*** Record set Section Begins ***
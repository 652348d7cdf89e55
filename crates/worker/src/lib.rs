//! Worker primitives shared by the strata engine.
//!
//! * [`TaskClass`] tags every spawned unit of work for tracing.
//! * [`spawn_blocking`] runs work on the ambient tokio runtime, or on
//!   a lazily built global one when the caller is plain synchronous code.
//! * [`GenerationClock`] lets a newer request supersede an older in-flight one.
//! * [`Debouncer`] coalesces bursts of requests (viewport motion).

mod class;
mod debounce;
mod spawn;
mod token;

pub use class::TaskClass;
pub use debounce::{DEFAULT_DEBOUNCE, Debouncer};
pub use spawn::spawn_blocking;
pub use token::GenerationClock;
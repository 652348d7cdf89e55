use std::sync::Arc;

use bitflags::bitflags;
use serde_json::Value;

use crate::fragment::SourceKind;
use crate::geo::{BoundingBox, LngLat};
use crate::json;

bitflags! {
	/// Zoom/extent capabilities of a style source.
	#[derive(Debug, Clone, Copy, PartialEq, Eq, Hash, Default)]
	pub struct SourceCapabilities: u8 {
		const MIN_ZOOM = 1 << 0;
		const MAX_ZOOM = 1 << 1;
		const BOUNDS = 1 << 2;
	}
}

/// Geometry payload of an embedded-geometry source.
#[derive(Debug, Clone, PartialEq)]
pub enum GeoData {
	Inline(Arc<Value>),
	Url(String),
}

/// Zoom range and extent view over one raw style source.
#[derive(Debug, Clone, PartialEq)]
pub struct InterfacedSource {
	pub id: String,
	pub kind: SourceKind,
	pub capabilities: SourceCapabilities,
	pub min_zoom: Option<f64>,
	pub max_zoom: Option<f64>,
	pub bounds: Option<BoundingBox>,
	pub data: Option<GeoData>,
}

impl InterfacedSource {
	/// Derives the view from a raw source. Inline geometry is scanned in full
	/// to compute bounds, which is why these views are cached.
	pub fn from_spec(id: &str, source: &Value) -> Self {
		let kind = SourceKind::of(source);
		let mut view = Self {
			id: id.to_owned(),
			kind,
			capabilities: SourceCapabilities::empty(),
			min_zoom: None,
			max_zoom: None,
			bounds: None,
			data: None,
		};
		match kind {
			SourceKind::Vector | SourceKind::Raster | SourceKind::RasterDem => {
				view.capabilities = SourceCapabilities::all();
				view.min_zoom = json::get_f64(source, &["minzoom"]);
				view.max_zoom = json::get_f64(source, &["maxzoom"]);
				view.bounds = json::get(source, &["bounds"])
					.and_then(Value::as_array)
					.and_then(|values| BoundingBox::from_wsen(values));
			}
			SourceKind::GeoJson => {
				view.capabilities = SourceCapabilities::MAX_ZOOM | SourceCapabilities::BOUNDS;
				view.max_zoom = json::get_f64(source, &["maxzoom"]);
				match json::get(source, &["data"]) {
					Some(Value::String(url)) => view.data = Some(GeoData::Url(url.clone())),
					Some(data @ Value::Object(_)) => {
						view.bounds = geometry_bounds(data);
						view.data = Some(GeoData::Inline(Arc::new(data.clone())));
					}
					_ => {}
				}
			}
			SourceKind::Other => {}
		}
		view
	}
}

/// Envelope of every coordinate in a GeoJSON object.
///
/// Accepts feature collections, features, geometry collections and bare
/// geometries. Returns `None` when no position is found.
pub fn geometry_bounds(data: &Value) -> Option<BoundingBox> {
	let mut bounds = None;
	collect_bounds(data, &mut bounds);
	bounds
}

fn collect_bounds(value: &Value, bounds: &mut Option<BoundingBox>) {
	match json::get_str(value, &["type"]) {
		Some("FeatureCollection") => each(value, "features", bounds),
		Some("Feature") => {
			if let Some(geometry) = json::get(value, &["geometry"]) {
				collect_bounds(geometry, bounds);
			}
		}
		Some("GeometryCollection") => each(value, "geometries", bounds),
		Some(_) => {
			if let Some(coordinates) = json::get(value, &["coordinates"]) {
				scan_positions(coordinates, bounds);
			}
		}
		None => {}
	}
}

fn each(value: &Value, key: &str, bounds: &mut Option<BoundingBox>) {
	for item in json::get(value, &[key]).and_then(Value::as_array).into_iter().flatten() {
		collect_bounds(item, bounds);
	}
}

fn scan_positions(coordinates: &Value, bounds: &mut Option<BoundingBox>) {
	let Some(items) = coordinates.as_array() else {
		return;
	};
	match (items.first().and_then(Value::as_f64), items.get(1).and_then(Value::as_f64)) {
		(Some(lon), Some(lat)) => {
			let p = LngLat::new(lon, lat);
			match bounds {
				Some(b) => b.extend(p),
				None => *bounds = Some(BoundingBox::from_point(p)),
			}
		}
		_ => {
			for item in items {
				scan_positions(item, bounds);
			}
		}
	}
}
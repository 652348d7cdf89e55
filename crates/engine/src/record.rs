//! Persisted layer records.

use serde::{Deserialize, Serialize};
use strata_style::StyleFragment;

/// Explicit light/dark chrome preference for a layer.
#[derive(Debug, Clone, Copy, PartialEq, Eq, Hash, Serialize, Deserialize)]
#[serde(rename_all = "lowercase")]
pub enum UiMode {
	Dark,
	Light,
}

/// Identity and descriptive fields of a layer.
#[derive(Debug, Clone, PartialEq, Eq, Serialize, Deserialize)]
pub struct LayerMetadata {
	pub id: String,
	pub name: String,
	/// Category id, matched against the configured group list.
	pub group: String,
	#[serde(rename = "overrideUIMode", default, skip_serializing_if = "Option::is_none")]
	pub override_ui_mode: Option<UiMode>,
	#[serde(default, skip_serializing_if = "Option::is_none")]
	pub attribution: Option<String>,
}

impl LayerMetadata {
	pub fn new(id: impl Into<String>, name: impl Into<String>, group: impl Into<String>) -> Self {
		Self {
			id: id.into(),
			name: name.into(),
			group: group.into(),
			override_ui_mode: None,
			attribution: None,
		}
	}
}

/// User-curated state that travels with a layer definition on import.
#[derive(Debug, Clone, Copy, PartialEq, Eq, Serialize, Deserialize)]
#[serde(rename_all = "camelCase")]
pub struct LayerUserState {
	#[serde(default)]
	pub group_index: i64,
	#[serde(default)]
	pub pinned: bool,
	#[serde(default = "enabled_by_default")]
	pub enabled: bool,
	#[serde(default)]
	pub quick_toggle: bool,
}

fn enabled_by_default() -> bool {
	true
}

impl Default for LayerUserState {
	fn default() -> Self {
		Self {
			group_index: 0,
			pinned: false,
			enabled: true,
			quick_toggle: false,
		}
	}
}

/// One user-manageable map layer and the style fragment it contributes.
#[derive(Debug, Clone, PartialEq)]
pub struct LayerRecord {
	pub metadata: LayerMetadata,
	pub user: LayerUserState,
	pub visible: bool,
	pub style: StyleFragment,
}

impl LayerRecord {
	/// A hidden, enabled record with default user state.
	pub fn new(metadata: LayerMetadata, style: StyleFragment) -> Self {
		Self {
			metadata,
			user: LayerUserState::default(),
			visible: false,
			style,
		}
	}

	pub fn id(&self) -> &str {
		&self.metadata.id
	}

	pub fn name(&self) -> &str {
		&self.metadata.name
	}

	pub fn group(&self) -> &str {
		&self.metadata.group
	}
}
*** Record set Section Ends ***
(Exercise prompt):
An exact restatement of the data above is required.

(Task output):
repository 652348d7cdf89e55
filename crates/worker/src/lib.rs
//! Worker primitives shared by the strata engine.
//!
//! * [`TaskClass`] tags every spawned unit of work for tracing.
//! * [`spawn_blocking`] runs work on the ambient tokio runtime, or on
//!   a lazily built global one when the caller is plain synchronous code.
//! * [`GenerationClock`] lets a newer request supersede an older in-flight one.
//! * [`Debouncer`] coalesces bursts of requests (viewport motion).

mod class;
mod debounce;
mod spawn;
mod token;

pub use class::TaskClass;
pub use debounce::{DEFAULT_DEBOUNCE, Debouncer};
pub use spawn::spawn_blocking;
pub use token::GenerationClock;
repository 652348d7cdf89e55
use std::sync::Arc;

use bitflags::bitflags;
use serde_json::Value;

use crate::fragment::SourceKind;
use crate::geo::{BoundingBox, LngLat};
use crate::json;

bitflags! {
	/// Zoom/extent capabilities of a style source.
	#[derive(Debug, Clone, Copy, PartialEq, Eq, Hash, Default)]
	pub struct SourceCapabilities: u8 {
		const MIN_ZOOM = 1 << 0;
		const MAX_ZOOM = 1 << 1;
		const BOUNDS = 1 << 2;
	}
}

/// Geometry payload of an embedded-geometry source.
#[derive(Debug, Clone, PartialEq)]
pub enum GeoData {
	Inline(Arc<Value>),
	Url(String),
}

/// Zoom range and extent view over one raw style source.
#[derive(Debug, Clone, PartialEq)]
pub struct InterfacedSource {
	pub id: String,
	pub kind: SourceKind,
	pub capabilities: SourceCapabilities,
	pub min_zoom: Option<f64>,
	pub max_zoom: Option<f64>,
	pub bounds: Option<BoundingBox>,
	pub data: Option<GeoData>,
}

impl InterfacedSource {
	/// Derives the view from a raw source. Inline geometry is scanned in full
	/// to compute bounds, which is why these views are cached.
	pub fn from_spec(id: &str, source: &Value) -> Self {
		let kind = SourceKind::of(source);
		let mut view = Self {
			id: id.to_owned(),
			kind,
			capabilities: SourceCapabilities::empty(),
			min_zoom: None,
			max_zoom: None,
			bounds: None,
			data: None,
		};
		match kind {
			SourceKind::Vector | SourceKind::Raster | SourceKind::RasterDem => {
				view.capabilities = SourceCapabilities::all();
				view.min_zoom = json::get_f64(source, &["minzoom"]);
				view.max_zoom = json::get_f64(source, &["maxzoom"]);
				view.bounds = json::get(source, &["bounds"])
					.and_then(Value::as_array)
					.and_then(|values| BoundingBox::from_wsen(values));
			}
			SourceKind::GeoJson => {
				view.capabilities = SourceCapabilities::MAX_ZOOM | SourceCapabilities::BOUNDS;
				view.max_zoom = json::get_f64(source, &["maxzoom"]);
				match json::get(source, &["data"]) {
					Some(Value::String(url)) => view.data = Some(GeoData::Url(url.clone())),
					Some(data @ Value::Object(_)) => {
						view.bounds = geometry_bounds(data);
						view.data = Some(GeoData::Inline(Arc::new(data.clone())));
					}
					_ => {}
				}
			}
			SourceKind::Other => {}
		}
		view
	}
}

/// Envelope of every coordinate in a GeoJSON object.
///
/// Accepts feature collections, features, geometry collections and bare
/// geometries. Returns `None` when no position is found.
pub fn geometry_bounds(data: &Value) -> Option<BoundingBox> {
	let mut bounds = None;
	collect_bounds(data, &mut bounds);
	bounds
}

fn collect_bounds(value: &Value, bounds: &mut Option<BoundingBox>) {
	match json::get_str(value, &["type"]) {
		Some("FeatureCollection") => each(value, "features", bounds),
		Some("Feature") => {
			if let Some(geometry) = json::get(value, &["geometry"]) {
				collect_bounds(geometry, bounds);
			}
		}
		Some("GeometryCollection") => each(value, "geometries", bounds),
		Some(_) => {
			if let Some(coordinates) = json::get(value, &["coordinates"]) {
				scan_positions(coordinates, bounds);
			}
		}
		None => {}
	}
}

fn each(value: &Value, key: &str, bounds: &mut Option<BoundingBox>) {
	for item in json::get(value, &[key]).and_then(Value::as_array).into_iter().flatten() {
		collect_bounds(item, bounds);
	}
}

fn scan_positions(coordinates: &Value, bounds: &mut Option<BoundingBox>) {
	let Some(items) = coordinates.as_array() else {
		return;
	};
	match (items.first().and_then(Value::as_f64), items.get(1).and_then(Value::as_f64)) {
		(Some(lon), Some(lat)) => {
			let p = LngLat::new(lon, lat);
			match bounds {
				Some(b) => b.extend(p),
				None => *bounds = Some(BoundingBox::from_point(p)),
			}
		}
		_ => {
			for item in items {
				scan_positions(item, bounds);
			}
		}
	}
}
repository 652348d7cdf89e55
filename crates/engine/src/record.rs
//! Persisted layer records.

use serde::{Deserialize, Serialize};
use strata_style::StyleFragment;

/// Explicit light/dark chrome preference for a layer.
#[derive(Debug, Clone, Copy, PartialEq, Eq, Hash, Serialize, Deserialize)]
#[serde(rename_all = "lowercase")]
pub enum UiMode {
	Dark,
	Light,
}

/// Identity and descriptive fields of a layer.
#[derive(Debug, Clone, PartialEq, Eq, Serialize, Deserialize)]
pub struct LayerMetadata {
	pub id: String,
	pub name: String,
	/// Category id, matched against the configured group list.
	pub group: String,
	#[serde(rename = "overrideUIMode", default, skip_serializing_if = "Option::is_none")]
	pub override_ui_mode: Option<UiMode>,
	#[serde(default, skip_serializing_if = "Option::is_none")]
	pub attribution: Option<String>,
}

impl LayerMetadata {
	pub fn new(id: impl Into<String>, name: impl Into<String>, group: impl Into<String>) -> Self {
		Self {
			id: id.into(),
			name: name.into(),
			group: group.into(),
			override_ui_mode: None,
			attribution: None,
		}
	}
}

/// User-curated state that travels with a layer definition on import.
#[derive(Debug, Clone, Copy, PartialEq, Eq, Serialize, Deserialize)]
#[serde(rename_all = "camelCase")]
pub struct LayerUserState {
	#[serde(default)]
	pub group_index: i64,
	#[serde(default)]
	pub pinned: bool,
	#[serde(default = "enabled_by_default")]
	pub enabled: bool,
	#[serde(default)]
	pub quick_toggle: bool,
}

fn enabled_by_default() -> bool {
	true
}

impl Default for LayerUserState {
	fn default() -> Self {
		Self {
			group_index: 0,
			pinned: false,
			enabled: true,
			quick_toggle: false,
		}
	}
}

/// One user-manageable map layer and the style fragment it contributes.
#[derive(Debug, Clone, PartialEq)]
pub struct LayerRecord {
	pub metadata: LayerMetadata,
	pub user: LayerUserState,
	pub visible: bool,
	pub style: StyleFragment,
}

impl LayerRecord {
	/// A hidden, enabled record with default user state.
	pub fn new(metadata: LayerMetadata, style: StyleFragment) -> Self {
		Self {
			metadata,
			user: LayerUserState::default(),
			visible: false,
			style,
		}
	}

	pub fn id(&self) -> &str {
		&self.metadata.id
	}

	pub fn name(&self) -> &str {
		&self.metadata.name
	}

	pub fn group(&self) -> &str {
		&self.metadata.group
	}
}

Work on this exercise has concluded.